Stored entries:
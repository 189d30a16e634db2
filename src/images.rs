use rand::Rng;

use crate::deck::Item;

const CATAAS_URL: &str = "https://cataas.com/cat";

/// Supplies fresh batches of image handles. Uniqueness is not checked.
pub trait ImageSource {
    fn provide_items(&mut self, count: usize) -> Vec<Item>;
}

/// Random cats from cataas.com. Every URL carries a unique query so the
/// browser fetches a new picture instead of reusing a cached one.
#[derive(Debug, Clone)]
pub struct CatImageSource {
    base_url: String,
    issued: u64,
}

impl CatImageSource {
    pub fn new() -> Self {
        Self::with_base_url(CATAAS_URL)
    }

    pub fn with_base_url(base_url: impl Into<String>) -> Self {
        Self {
            base_url: base_url.into(),
            issued: 0,
        }
    }
}

impl Default for CatImageSource {
    fn default() -> Self {
        Self::new()
    }
}

impl ImageSource for CatImageSource {
    fn provide_items(&mut self, count: usize) -> Vec<Item> {
        let mut rng = rand::thread_rng();
        (0..count)
            .map(|_| {
                self.issued += 1;
                let nonce: u32 = rng.gen();
                Item::from(format!(
                    "{}?random={}-{:08x}",
                    self.base_url, self.issued, nonce
                ))
            })
            .collect()
    }
}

The problem: Please repeat each line from the one with "pub fn with_base_url(base_url: impl" through the last line of the data above, and add nothing.

Output for this exercise:
    pub fn with_base_url(base_url: impl Into<String>) -> Self {
        Self {
            base_url: base_url.into(),
            issued: 0,
        }
    }
}

impl Default for CatImageSource {
    fn default() -> Self {
        Self::new()
    }
}

impl ImageSource for CatImageSource {
    fn provide_items(&mut self, count: usize) -> Vec<Item> {
        let mut rng = rand::thread_rng();
        (0..count)
            .map(|_| {
                self.issued += 1;
                let nonce: u32 = rng.gen();
                Item::from(format!(
                    "{}?random={}-{:08x}",
                    self.base_url, self.issued, nonce
                ))
            })
            .collect()
    }
}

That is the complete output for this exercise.